As \$R_1\$ becomes equal to \$R_2\$, we get \$V_2 = -V_1\$. Remember that these \$V_1\$ and \$V_2\$ are inputs to differential amplifier. So the difference of the input signal increases and their average becomes zero as \$R_1\$ becomes equal to \$R_2\$. And this happens with help of the op-amp U1C (remember this op-amp helps by drawing zero current and it making V=0).

More explanation:

Let us analyze the upper left op-amp U1D. Let the output of op-amp U1C be \$x\$ volts.
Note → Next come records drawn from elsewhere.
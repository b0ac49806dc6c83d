use chrono::{NaiveDateTime, Utc};
use common::{
    error::{AppError, Res},
    misc::{EmailSendOption, InvoiceStatus, Plan},
    totals::{LineItem, breakdown, serialize_line_items},
};
use db::{
    dtos::invoice::{InvoiceCreateRequest, InvoiceFilter},
    models::invoice::Invoice,
};
use sqlx::PgPool;
use uuid::Uuid;

use crate::dtos::invoice::{CreateInvoiceRequest, InvoiceDetail, InvoiceListQuery, InvoiceView};

/// A create request after validation, with server-computed money fields.
#[derive(Debug)]
pub struct ValidatedInvoice {
    pub line_items: Vec<LineItem>,
    pub amount: f64,
    pub due_date: NaiveDateTime,
    pub email_scheduled_at: Option<NaiveDateTime>,
}

fn non_negative(value: f64, field: &str) -> Res<f64> {
    if value.is_finite() && value >= 0.0 {
        Ok(value)
    } else {
        Err(AppError::BadRequest(format!(
            "{} must be a non-negative number",
            field
        )))
    }
}

/// Checks a create request and recomputes every line item as `quantity * rate`.
pub fn validate_create(req: &CreateInvoiceRequest, now: NaiveDateTime) -> Res<ValidatedInvoice> {
    let mut line_items = Vec::with_capacity(req.line_items.len());
    for item in &req.line_items {
        if item.description.trim().is_empty() {
            return Err(AppError::BadRequest(
                "Line item description is required".to_string(),
            ));
        }
        let quantity = non_negative(item.quantity, "Quantity")?;
        let rate = non_negative(item.rate, "Rate")?;
        line_items.push(LineItem::new(item.description.trim(), quantity, rate));
    }

    let tax_rate = non_negative(req.tax_rate, "Tax rate")?;
    if tax_rate > 100.0 {
        return Err(AppError::BadRequest(
            "Tax rate cannot exceed 100".to_string(),
        ));
    }
    let discount = non_negative(req.discount, "Discount")?;
    let shipping = non_negative(req.shipping, "Shipping")?;

    let amount = match (req.amount, line_items.is_empty()) {
        (Some(amount), _) => non_negative(amount, "Amount")?,
        (None, false) => breakdown(&line_items, tax_rate, discount, shipping).total,
        (None, true) => {
            return Err(AppError::BadRequest(
                "Amount or at least one line item is required".to_string(),
            ));
        }
    };

    if let Some(logo) = req.logo.as_deref().filter(|l| !l.is_empty()) {
        let accepted = ["data:image/", "https://", "http://"];
        if !accepted.iter().any(|prefix| logo.starts_with(prefix)) {
            return Err(AppError::BadRequest(
                "Logo must be an image data URL or an http(s) URL".to_string(),
            ));
        }
    }

    let email_scheduled_at = match req.email_send_option {
        EmailSendOption::Schedule => {
            let at = req
                .email_scheduled_at
                .map(|at| at.naive_utc())
                .ok_or_else(|| {
                    AppError::BadRequest("A scheduled time is required to schedule the email".to_string())
                })?;
            ensure_future(at, now)?;
            Some(at)
        }
        _ => None,
    };

    Ok(ValidatedInvoice {
        line_items,
        amount,
        due_date: req.due_date.naive_utc(),
        email_scheduled_at,
    })
}

pub fn ensure_future(at: NaiveDateTime, now: NaiveDateTime) -> Res<()> {
    if at <= now {
        return Err(AppError::BadRequest(
            "Scheduled time must be in the future".to_string(),
        ));
    }
    Ok(())
}

/// Creates an invoice for one of the caller's clients.
///
/// The plan check and the insert share a transaction that holds a row lock
/// on the user, so concurrent requests cannot push a FREE user past the cap.
pub async fn create_invoice(
    pool: &PgPool,
    user_id: Uuid,
    req: &CreateInvoiceRequest,
) -> Res<Invoice> {
    let now = Utc::now().naive_utc();
    let valid = validate_create(req, now)?;

    let mut tx = pool.begin().await?;

    let plan = db::user::lock_user_plan(&mut *tx, user_id)
        .await?
        .ok_or_else(|| AppError::NotFound("User not found".to_string()))?;
    let plan = Plan::from_str(&plan)?;
    let count = db::invoice::count_invoices_by_user(&mut *tx, user_id).await?;
    plan.ensure_can_create_invoice(count)?;

    db::client::get_client_for_user(&mut *tx, user_id, req.client_id)
        .await?
        .ok_or_else(|| AppError::NotFound("Client not found".to_string()))?;

    let line_items = if valid.line_items.is_empty() {
        None
    } else {
        Some(serialize_line_items(&valid.line_items))
    };

    let invoice = db::invoice::insert_invoice(
        &mut *tx,
        InvoiceCreateRequest {
            user_id,
            client_id: req.client_id,
            amount: valid.amount,
            due_date: valid.due_date,
            notes: req.notes.clone().filter(|n| !n.trim().is_empty()),
            logo: req.logo.clone().filter(|l| !l.is_empty()),
            line_items,
            tax_rate: req.tax_rate,
            discount: req.discount,
            shipping: req.shipping,
            email_send_option: req.email_send_option,
            email_scheduled_at: valid.email_scheduled_at,
        },
    )
    .await?;

    tx.commit().await?;
    log::info!(
        "Created invoice {} for user {} ({})",
        invoice.id,
        user_id,
        req.email_send_option
    );
    Ok(invoice)
}

pub async fn get_owned_invoice(pool: &PgPool, user_id: Uuid, invoice_id: Uuid) -> Res<Invoice> {
    db::invoice::get_invoice_for_user(pool, user_id, invoice_id)
        .await?
        .ok_or_else(|| AppError::NotFound("Invoice not found".to_string()))
}

/// Keeps the views whose derived status matches `status`, if given.
pub fn filter_views(
    invoices: &[Invoice],
    status: Option<InvoiceStatus>,
    now: NaiveDateTime,
) -> Vec<InvoiceView> {
    invoices
        .iter()
        .map(|invoice| InvoiceView::new(invoice, now))
        .filter(|view| status.is_none_or(|s| view.status == s))
        .collect()
}

pub async fn list_invoices(
    pool: &PgPool,
    user_id: Uuid,
    query: &InvoiceListQuery,
) -> Res<Vec<InvoiceView>> {
    let status = query
        .status
        .as_deref()
        .filter(|s| !s.is_empty())
        .map(InvoiceStatus::from_str)
        .transpose()?;
    let invoices = db::invoice::get_invoices_for_user(
        pool,
        user_id,
        InvoiceFilter {
            client_id: query.client_id,
            limit: None,
        },
    )
    .await?;
    Ok(filter_views(&invoices, status, Utc::now().naive_utc()))
}

pub async fn get_invoice_detail(pool: &PgPool, user_id: Uuid, invoice_id: Uuid) -> Res<InvoiceDetail> {
    let invoice = get_owned_invoice(pool, user_id, invoice_id).await?;
    let client = db::client::get_client_for_user(pool, user_id, invoice.client_id)
        .await?
        .ok_or_else(|| AppError::NotFound("Client not found".to_string()))?;
    Ok(InvoiceDetail::new(&invoice, client, Utc::now().naive_utc()))
}

pub async fn mark_paid(pool: &PgPool, user_id: Uuid, invoice_id: Uuid) -> Res<InvoiceView> {
    let invoice = get_owned_invoice(pool, user_id, invoice_id).await?;
    if invoice.status == InvoiceStatus::Paid.as_str() {
        return Err(AppError::BadRequest("Invoice is already paid".to_string()));
    }

    let now = Utc::now().naive_utc();
    let paid = db::invoice::mark_invoice_paid(pool, user_id, invoice_id, now)
        .await?
        .ok_or_else(|| AppError::NotFound("Invoice not found".to_string()))?;
    log::info!("Invoice {} marked as paid", paid.id);
    Ok(InvoiceView::new(&paid, now))
}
So the op-amp U1C has been modeled as separate voltage source as shown below:

The output of the above op-amp U1D is:

$$V_2 = {\frac{1+R_7}{R_9}}\cdot(V_b-x)$$

This actually our \$V_2\$. Similarly, the output of U1B is:

$$V_1 = {\frac{1+R_8}{R_{10}}}\cdot(V_a-x)$$

This actually our \$V_1\$.

As \${V_1}\cdot{R_1}={-V_2}\cdot{R_2}\$ and \$R_1=R_2\$ (from figure), we get:

$$x = V_a+V_b$$

So

$$V_1= {\frac{1+R_8}{R_{10}}}\cdot(\frac{V_a}{2}-\frac{V_b}{2})$$

and

$$V_2= {\frac{1+R_7}{R_9}}\cdot(\frac{V_b}{2}-\frac{V_a}{2})$$

As \$R_8=R_7\$ and \$R_9=R_{10}\$, we get:

$$V_1=V_a-V_b$$

and

$$V_2=V_b-V_a$$

Now consider the following circuit

From the above circuit

$$CMRR=\frac{V_1-V_2}{\frac{V_1+V_2}{2}}$$

From the above values we get:

$$CMRR = \frac{2(V_a-V_b)}{0}=\infty$$

CMMR equal infinity is just theory as resistance cant be accurately equal. They have tolerance level.

Note: CMRR is the value for the differential amplifier considering the effects of U1B, U1C and U1D.